Anyway, PotPlayer has a lot of options to have the audio/video bitrate/bitdepth/number of channels displayed on the skin...and very often all HMS had to tell PotP was "0", duh. Now I get my magic numbers each time, too cool :)
nevcairiel
7th March 2011, 11:43
Input Buffer doesn't really help that much when seeking on a slow medium. Once the seek request finishes, LAV Splitter will immediately start demuxing again, and run the demuxer constantly until the buffer is filled again (around 100 packets), while another thread starts dispatching those packets to the decoders while the demuxer is still powering through the file to fill the buffer. I don't see how any buffer changes can reduce that latency.

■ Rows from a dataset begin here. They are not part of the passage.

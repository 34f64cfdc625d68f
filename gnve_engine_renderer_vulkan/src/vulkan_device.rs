/// Physical device selection and logical device creation
///
/// A device qualifies when it has a graphics queue, a queue that can present
/// to the surface, the swapchain extension, and every feature the renderer
/// relies on (dynamic rendering, synchronization2, descriptor indexing for
/// the bindless table, BC texture compression). Discrete GPUs are preferred.

use ash::vk;
use gnve_engine::gnve::log::Log;
use gnve_engine::gnve::{Error, Result};
use gnve_engine::{engine_debug, engine_error, engine_info, engine_warn};

use crate::vulkan_context::vk_check;

const SOURCE: &str = "gnve::vulkan::device";

/// Lower is better
pub fn device_type_rank(device_type: vk::PhysicalDeviceType) -> u32 {
    match device_type {
        vk::PhysicalDeviceType::DISCRETE_GPU => 0,
        vk::PhysicalDeviceType::INTEGRATED_GPU => 1,
        vk::PhysicalDeviceType::VIRTUAL_GPU => 2,
        vk::PhysicalDeviceType::CPU => 3,
        _ => 4,
    }
}

/// Names of required features the device lacks
pub fn missing_features(
    core: &vk::PhysicalDeviceFeatures,
    vk12: &vk::PhysicalDeviceVulkan12Features<'_>,
    vk13: &vk::PhysicalDeviceVulkan13Features<'_>,
) -> Vec<&'static str> {
    let required = [
        (core.texture_compression_bc, "textureCompressionBC"),
        (core.sampler_anisotropy, "samplerAnisotropy"),
        (vk12.descriptor_indexing, "descriptorIndexing"),
        (vk12.runtime_descriptor_array, "runtimeDescriptorArray"),
        (vk12.descriptor_binding_partially_bound, "descriptorBindingPartiallyBound"),
        (
            vk12.descriptor_binding_variable_descriptor_count,
            "descriptorBindingVariableDescriptorCount",
        ),
        (
            vk12.descriptor_binding_sampled_image_update_after_bind,
            "descriptorBindingSampledImageUpdateAfterBind",
        ),
        (
            vk12.descriptor_binding_update_unused_while_pending,
            "descriptorBindingUpdateUnusedWhilePending",
        ),
        (
            vk12.shader_sampled_image_array_non_uniform_indexing,
            "shaderSampledImageArrayNonUniformIndexing",
        ),
        (vk13.dynamic_rendering, "dynamicRendering"),
        (vk13.synchronization2, "synchronization2"),
    ];
    required
        .iter()
        .filter(|(supported, _)| *supported != vk::TRUE)
        .map(|&(_, name)| name)
        .collect()
}

/// The chosen physical device and its queue families
#[derive(Debug, Clone)]
pub struct DeviceSelection {
    pub physical_device: vk::PhysicalDevice,
    pub name: String,
    pub graphics_family: u32,
    pub present_family: u32,
    pub max_sampler_anisotropy: f32,
}

struct Candidate {
    selection: DeviceSelection,
    rank: u32,
}

/// Pick the best device able to render to `surface` with `max_textures` slots
pub fn select_physical_device(
    instance: &ash::Instance,
    surface_loader: &ash::khr::surface::Instance,
    surface: vk::SurfaceKHR,
    max_textures: u32,
    log: &Log,
) -> Result<DeviceSelection> {
    let devices = vk_check(log, "enumerate physical devices", unsafe { instance.enumerate_physical_devices() })?;
    if devices.is_empty() {
        engine_error!(log, SOURCE, "No Vulkan-capable GPU found");
        return Err(Error::Configuration("no Vulkan-capable GPU found".to_string()));
    }

    let mut best: Option<Candidate> = None;
    for physical_device in devices {
        match evaluate(instance, surface_loader, surface, physical_device, max_textures) {
            Ok(candidate) => {
                engine_debug!(log, SOURCE, "Candidate GPU '{}' (rank {})", candidate.selection.name, candidate.rank);
                if best.as_ref().map_or(true, |b| candidate.rank < b.rank) {
                    best = Some(candidate);
                }
            }
            Err(reason) => engine_warn!(log, SOURCE, "Skipping GPU: {}", reason),
        }
    }

    let chosen = best.ok_or_else(|| {
        engine_error!(log, SOURCE, "No GPU supports the features required by the renderer");
        Error::Configuration("no suitable GPU found (see warnings for missing features)".to_string())
    })?;
    engine_info!(log, SOURCE, "Using GPU '{}'", chosen.selection.name);
    Ok(chosen.selection)
}

fn evaluate(
    instance: &ash::Instance,
    surface_loader: &ash::khr::surface::Instance,
    surface: vk::SurfaceKHR,
    physical_device: vk::PhysicalDevice,
    max_textures: u32,
) -> std::result::Result<Candidate, String> {
    unsafe {
        let mut props12 = vk::PhysicalDeviceVulkan12Properties::default();
        let mut props2 = vk::PhysicalDeviceProperties2::default().push_next(&mut props12);
        instance.get_physical_device_properties2(physical_device, &mut props2);
        let properties = props2.properties;
        let name = properties
            .device_name_as_c_str()
            .map(|n| n.to_string_lossy().into_owned())
            .unwrap_or_else(|_| "<unnamed>".to_string());

        if vk::api_version_major(properties.api_version) == 1 && vk::api_version_minor(properties.api_version) < 3 {
            return Err(format!("'{}' only supports Vulkan 1.{}", name, vk::api_version_minor(properties.api_version)));
        }

        let update_after_bind_limit = props12
            .max_per_stage_descriptor_update_after_bind_samplers
            .min(props12.max_per_stage_descriptor_update_after_bind_sampled_images);
        if update_after_bind_limit < max_textures {
            return Err(format!(
                "'{}' allows {} update-after-bind textures per stage, {} requested",
                name, update_after_bind_limit, max_textures
            ));
        }

        let extensions = instance
            .enumerate_device_extension_properties(physical_device)
            .map_err(|e| format!("'{}': cannot list extensions: {:?}", name, e))?;
        let has_swapchain = extensions.iter().any(|ext| {
            ext.extension_name_as_c_str()
                .is_ok_and(|ext_name| ext_name == ash::khr::swapchain::NAME)
        });
        if !has_swapchain {
            return Err(format!("'{}' lacks {:?}", name, ash::khr::swapchain::NAME));
        }

        let mut vk12 = vk::PhysicalDeviceVulkan12Features::default();
        let mut vk13 = vk::PhysicalDeviceVulkan13Features::default();
        let mut features2 = vk::PhysicalDeviceFeatures2::default()
            .push_next(&mut vk12)
            .push_next(&mut vk13);
        instance.get_physical_device_features2(physical_device, &mut features2);
        let core = features2.features;
        let missing = missing_features(&core, &vk12, &vk13);
        if !missing.is_empty() {
            return Err(format!("'{}' lacks {}", name, missing.join(", ")));
        }

        let families = instance.get_physical_device_queue_family_properties(physical_device);
        let graphics_family = families
            .iter()
            .position(|family| family.queue_flags.contains(vk::QueueFlags::GRAPHICS))
            .ok_or_else(|| format!("'{}' has no graphics queue", name))? as u32;
        let supports_present = |index: u32| {
            surface_loader
                .get_physical_device_surface_support(physical_device, index, surface)
                .unwrap_or(false)
        };
        // Prefer presenting from the graphics family
        let present_family = if supports_present(graphics_family) {
            graphics_family
        } else {
            (0..families.len() as u32)
                .find(|&index| supports_present(index))
                .ok_or_else(|| format!("'{}' cannot present to the window surface", name))?
        };

        Ok(Candidate {
            rank: device_type_rank(properties.device_type),
            selection: DeviceSelection {
                physical_device,
                name,
                graphics_family,
                present_family,
                max_sampler_anisotropy: properties.limits.max_sampler_anisotropy,
            },
        })
    }
}

/// Create the logical device with the renderer's feature set enabled
pub fn create_logical_device(instance: &ash::Instance, selection: &DeviceSelection, log: &Log) -> Result<ash::Device> {
    let queue_priorities = [1.0];
    let mut queue_create_infos = vec![vk::DeviceQueueCreateInfo::default()
        .queue_family_index(selection.graphics_family)
        .queue_priorities(&queue_priorities)];
    if selection.present_family != selection.graphics_family {
        queue_create_infos.push(
            vk::DeviceQueueCreateInfo::default()
                .queue_family_index(selection.present_family)
                .queue_priorities(&queue_priorities),
        );
    }

    let device_extension_names = [ash::khr::swapchain::NAME.as_ptr()];

    let core = vk::PhysicalDeviceFeatures::default()
        .sampler_anisotropy(true)
        .texture_compression_bc(true);
    let mut vk12 = vk::PhysicalDeviceVulkan12Features::default()
        .descriptor_indexing(true)
        .runtime_descriptor_array(true)
        .descriptor_binding_partially_bound(true)
        .descriptor_binding_variable_descriptor_count(true)
        .descriptor_binding_sampled_image_update_after_bind(true)
        .descriptor_binding_update_unused_while_pending(true)
        .shader_sampled_image_array_non_uniform_indexing(true);
    let mut vk13 = vk::PhysicalDeviceVulkan13Features::default()
        .dynamic_rendering(true)
        .synchronization2(true);

    let device_create_info = vk::DeviceCreateInfo::default()
        .queue_create_infos(&queue_create_infos)
        .enabled_extension_names(&device_extension_names)
        .enabled_features(&core)
        .push_next(&mut vk12)
        .push_next(&mut vk13);

    vk_check(log, "create logical device", unsafe {
        instance.create_device(selection.physical_device, &device_create_info, None)
    })
}

#[cfg(test)]
mod tests {
    use super::*;

    fn full_core() -> vk::PhysicalDeviceFeatures {
        vk::PhysicalDeviceFeatures::default()
            .texture_compression_bc(true)
            .sampler_anisotropy(true)
    }

    fn full_vk12() -> vk::PhysicalDeviceVulkan12Features<'static> {
        vk::PhysicalDeviceVulkan12Features::default()
            .descriptor_indexing(true)
            .runtime_descriptor_array(true)
            .descriptor_binding_partially_bound(true)
            .descriptor_binding_variable_descriptor_count(true)
            .descriptor_binding_sampled_image_update_after_bind(true)
            .descriptor_binding_update_unused_while_pending(true)
            .shader_sampled_image_array_non_uniform_indexing(true)
    }

    fn full_vk13() -> vk::PhysicalDeviceVulkan13Features<'static> {
        vk::PhysicalDeviceVulkan13Features::default()
            .dynamic_rendering(true)
            .synchronization2(true)
    }

    #[test]
    fn test_discrete_ranks_first() {
        let mut types = [
            vk::PhysicalDeviceType::CPU,
            vk::PhysicalDeviceType::INTEGRATED_GPU,
            vk::PhysicalDeviceType::DISCRETE_GPU,
            vk::PhysicalDeviceType::VIRTUAL_GPU,
        ];
        types.sort_by_key(|&t| device_type_rank(t));
        assert_eq!(types[0], vk::PhysicalDeviceType::DISCRETE_GPU);
        assert_eq!(types[1], vk::PhysicalDeviceType::INTEGRATED_GPU);
        assert_eq!(types[3], vk::PhysicalDeviceType::CPU);
    }

    #[test]
    fn test_fully_featured_device_has_nothing_missing() {
        assert!(missing_features(&full_core(), &full_vk12(), &full_vk13()).is_empty());
    }

    #[test]
    fn test_missing_dynamic_rendering_reported() {
        let vk13 = full_vk13().dynamic_rendering(false);
        assert_eq!(missing_features(&full_core(), &full_vk12(), &vk13), vec!["dynamicRendering"]);
    }

    #[test]
    fn test_missing_bindless_features_reported() {
        let vk12 = full_vk12()
            .descriptor_binding_partially_bound(false)
            .descriptor_binding_variable_descriptor_count(false);
        let missing = missing_features(&full_core(), &vk12, &full_vk13());
        assert_eq!(
            missing,
            vec!["descriptorBindingPartiallyBound", "descriptorBindingVariableDescriptorCount"]
        );
    }

    #[test]
    fn test_bare_device_misses_everything() {
        let missing = missing_features(
            &vk::PhysicalDeviceFeatures::default(),
            &vk::PhysicalDeviceVulkan12Features::default(),
            &vk::PhysicalDeviceVulkan13Features::default(),
        );
        assert_eq!(missing.len(), 11);
        assert!(missing.contains(&"textureCompressionBC"));
    }
}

I'm always open to improving seeking, as its usually one of the things a splitter either shines at, or is total crap. LAV Splitter supports key-frame/index seeking as used by MPC-HC, which greatly improved seeking performance in MKV (and some other formats).
I've also got some feedback that seeking is really working well, at least with MKV. MPEG-TS seeking is always a bit weird, but it feels "ok" to me, at least on BluRay media, which is usually "good" MPEG-TS. DVB captures are most of the time just broken, because the capture apps have incomplete or broken muxing tools. :/
For the error resilience, thats all in the hands of ffmpeg. Feel free to throw some corrupted files at it, and see what happens.
leeperry
7th March 2011, 20:47
I'm always open to improving seeking, as its usually one of the things a splitter either shines at, or is total crap. LAV Splitter supports key-frame/index seeking as used by MPC-HC, which greatly improved seeking performance in MKV (and some other formats).
I've enabled keyframe seeking in PotPlayer, it works like a charm w/ HMS and the built-in MKV splitter. Very fast seeking, no hiccup and I never lose audio. Lemme know if there's any way I could provide you w/ logs or something? I've encountered the problem when reading MKV(h264+1.5mbit DTS) from DVD-R, and I was using CDBremse to slow down the 16X Liteon XJ-HD166S drive to 6X(it becomes hardly audible).
nevcairiel
7th March 2011, 21:25
I can burn some MKV to a DVD-R and test with that, i guess. AnyDVD offers a slow-down option, i'll run it on the slow & quiet preset, not sure what speed that is effectively.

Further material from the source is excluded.